** Opening INFORMATION GIVEN block **

impl Backend for RelationalStore {
    fn kind(&self) -> BackendKind {
        BackendKind::Relational
    }

    fn capabilities(&self) -> Capabilities {
        Capabilities {
            partial_updates: false,
            native_datetime: false,
            native_binary: false,
        }
    }

    fn ensure_collection(&self, entity: &EntityMetadata) -> StorageResult<()> {
        let mut defs = vec![format!("{} TEXT PRIMARY KEY NOT NULL", quote(PRIMARY_KEY))];
        for prop in &entity.properties {
            let mut def = format!("{} {}", quote(&prop.name), column_type(&prop.kind));
            if prop.unique {
                def.push_str(" UNIQUE");
            }
            defs.push(def);
        }
        if let Some(version) = &entity.version_field {
            defs.push(format!("{} INTEGER", quote(version)));
        }
        let sql = format!(
            "CREATE TABLE IF NOT EXISTS {} ({})",
            quote(&entity.collection),
            defs.join(", ")
        );
        debug!(target: "strata::storage", sql = %sql, "ensure table");
        self.conn.lock().execute_batch(&sql)?;

        self.tables.write().insert(
            entity.collection.clone(),
            TableInfo {
                columns: entity.properties.iter().map(|p| p.name.clone()).collect(),
                version_column: entity.version_field.clone(),
            },
        );
        Ok(())
    }

    fn drop_collection(&self, collection: &str) -> StorageResult<()> {
        let sql = format!("DROP TABLE IF EXISTS {}", quote(collection));
        debug!(target: "strata::storage", sql = %sql, "drop table");
        self.conn.lock().execute_batch(&sql)?;
        self.tables.write().remove(collection);
        Ok(())
    }

    fn find(
        &self,
        collection: &str,
        selector: &Selector,
        limit: Option<usize>,
    ) -> StorageResult<Vec<StoredRow>> {
        let table = self.table(collection)?;

        let mut select = vec![quote(PRIMARY_KEY)];
        select.extend(table.columns.iter().map(|c| quote(c)));
        if let Some(v) = &table.version_column {
            select.push(quote(v));
        }

        let mut clauses = Vec::new();
        let mut params = Vec::new();
        for (field, value) in &selector.conditions {
            if !table.has_column(field) {
                return Err(StorageError::Unsupported(format!(
                    "unknown column {}.{}",
                    collection, field
                )));
            }
            if value.is_null() {
                clauses.push(format!("{} IS NULL", quote(field)));
            } else {
                params.push(column_value(collection, field, value)?);
                clauses.push(format!("{} = ?{}", quote(field), params.len()));
            }
        }

        let mut sql = format!("SELECT {} FROM {}", select.join(", "), quote(collection));
        if !clauses.is_empty() {
            sql.push_str(" WHERE ");
            sql.push_str(&clauses.join(" AND "));
        }
        sql.push_str(&format!(" ORDER BY {}", quote(PRIMARY_KEY)));
        if let Some(n) = limit {
            sql.push_str(&format!(" LIMIT {}", n));
        }

        let conn = self.conn.lock();
        let mut stmt = conn.prepare(&sql)?;
        let rows = stmt.query_map(params_from_iter(params.iter()), |row| {
            let id: String = row.get(0)?;
            let mut fields = BTreeMap::new();
            for (i, column) in table.columns.iter().enumerate() {
                let value: rusqlite::types::Value = row.get(i + 1)?;
                if value != rusqlite::types::Value::Null {
                    fields.insert(column.clone(), NativeValue::Column(value.into()));
                }
            }
            let version = match table.version_column {
                Some(_) => row
                    .get::<_, Option<i64>>(table.columns.len() + 1)?
                    .map(|v| v as u64),
                None => None,
            };
            Ok(StoredRow { id, version, fields })
        })?;
        Ok(rows.collect::<Result<Vec<_>, _>>()?)
    }

    fn apply(&self, batch: &[WriteOp]) -> StorageResult<BatchOutcome> {
        let mut tables: FxHashMap<String, TableInfo> = FxHashMap::default();
        for op in batch {
            if !tables.contains_key(op.collection()) {
                tables.insert(op.collection().to_string(), self.table(op.collection())?);
            }
        }

        let mut conn = self.conn.lock();
        let tx = conn.transaction()?;
        let mut outcome = BatchOutcome::default();
        for op in batch {
            if let Some(table) = tables.get(op.collection()) {
                Self::apply_op(&tx, table, op, &mut outcome)?;
            }
        }
        tx.commit()?;

        debug!(
            target: "strata::storage",
            inserted = outcome.inserted,
            updated = outcome.updated,
            deleted = outcome.deleted,
            "relational batch committed"
        );
        Ok(outcome)
    }
}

** Closing INFORMATION GIVEN block **

= YOUR ASSIGNMENT =
Copy out the data in full, exactly.

= YOUR SOLUTION =
impl Backend for RelationalStore {
    fn kind(&self) -> BackendKind {
        BackendKind::Relational
    }

    fn capabilities(&self) -> Capabilities {
        Capabilities {
            partial_updates: false,
            native_datetime: false,
            native_binary: false,
        }
    }

    fn ensure_collection(&self, entity: &EntityMetadata) -> StorageResult<()> {
        let mut defs = vec![format!("{} TEXT PRIMARY KEY NOT NULL", quote(PRIMARY_KEY))];
        for prop in &entity.properties {
            let mut def = format!("{} {}", quote(&prop.name), column_type(&prop.kind));
            if prop.unique {
                def.push_str(" UNIQUE");
            }
            defs.push(def);
        }
        if let Some(version) = &entity.version_field {
            defs.push(format!("{} INTEGER", quote(version)));
        }
        let sql = format!(
            "CREATE TABLE IF NOT EXISTS {} ({})",
            quote(&entity.collection),
            defs.join(", ")
        );
        debug!(target: "strata::storage", sql = %sql, "ensure table");
        self.conn.lock().execute_batch(&sql)?;

        self.tables.write().insert(
            entity.collection.clone(),
            TableInfo {
                columns: entity.properties.iter().map(|p| p.name.clone()).collect(),
                version_column: entity.version_field.clone(),
            },
        );
        Ok(())
    }

    fn drop_collection(&self, collection: &str) -> StorageResult<()> {
        let sql = format!("DROP TABLE IF EXISTS {}", quote(collection));
        debug!(target: "strata::storage", sql = %sql, "drop table");
        self.conn.lock().execute_batch(&sql)?;
        self.tables.write().remove(collection);
        Ok(())
    }

    fn find(
        &self,
        collection: &str,
        selector: &Selector,
        limit: Option<usize>,
    ) -> StorageResult<Vec<StoredRow>> {
        let table = self.table(collection)?;

        let mut select = vec![quote(PRIMARY_KEY)];
        select.extend(table.columns.iter().map(|c| quote(c)));
        if let Some(v) = &table.version_column {
            select.push(quote(v));
        }

        let mut clauses = Vec::new();
        let mut params = Vec::new();
        for (field, value) in &selector.conditions {
            if !table.has_column(field) {
                return Err(StorageError::Unsupported(format!(
                    "unknown column {}.{}",
                    collection, field
                )));
            }
            if value.is_null() {
                clauses.push(format!("{} IS NULL", quote(field)));
            } else {
                params.push(column_value(collection, field, value)?);
                clauses.push(format!("{} = ?{}", quote(field), params.len()));
            }
        }

        let mut sql = format!("SELECT {} FROM {}", select.join(", "), quote(collection));
        if !clauses.is_empty() {
            sql.push_str(" WHERE ");
            sql.push_str(&clauses.join(" AND "));
        }
        sql.push_str(&format!(" ORDER BY {}", quote(PRIMARY_KEY)));
        if let Some(n) = limit {
            sql.push_str(&format!(" LIMIT {}", n));
        }

        let conn = self.conn.lock();
        let mut stmt = conn.prepare(&sql)?;
        let rows = stmt.query_map(params_from_iter(params.iter()), |row| {
            let id: String = row.get(0)?;
            let mut fields = BTreeMap::new();
            for (i, column) in table.columns.iter().enumerate() {
                let value: rusqlite::types::Value = row.get(i + 1)?;
                if value != rusqlite::types::Value::Null {
                    fields.insert(column.clone(), NativeValue::Column(value.into()));
                }
            }
            let version = match table.version_column {
                Some(_) => row
                    .get::<_, Option<i64>>(table.columns.len() + 1)?
                    .map(|v| v as u64),
                None => None,
            };
            Ok(StoredRow { id, version, fields })
        })?;
        Ok(rows.collect::<Result<Vec<_>, _>>()?)
    }

    fn apply(&self, batch: &[WriteOp]) -> StorageResult<BatchOutcome> {
        let mut tables: FxHashMap<String, TableInfo> = FxHashMap::default();
        for op in batch {
            if !tables.contains_key(op.collection()) {
                tables.insert(op.collection().to_string(), self.table(op.collection())?);
            }
        }

        let mut conn = self.conn.lock();
        let tx = conn.transaction()?;
        let mut outcome = BatchOutcome::default();
        for op in batch {
            if let Some(table) = tables.get(op.collection()) {
                Self::apply_op(&tx, table, op, &mut outcome)?;
            }
        }
        tx.commit()?;

        debug!(
            target: "strata::storage",
            inserted = outcome.inserted,
            updated = outcome.updated,
            deleted = outcome.deleted,
            "relational batch committed"
        );
        Ok(outcome)
    }
}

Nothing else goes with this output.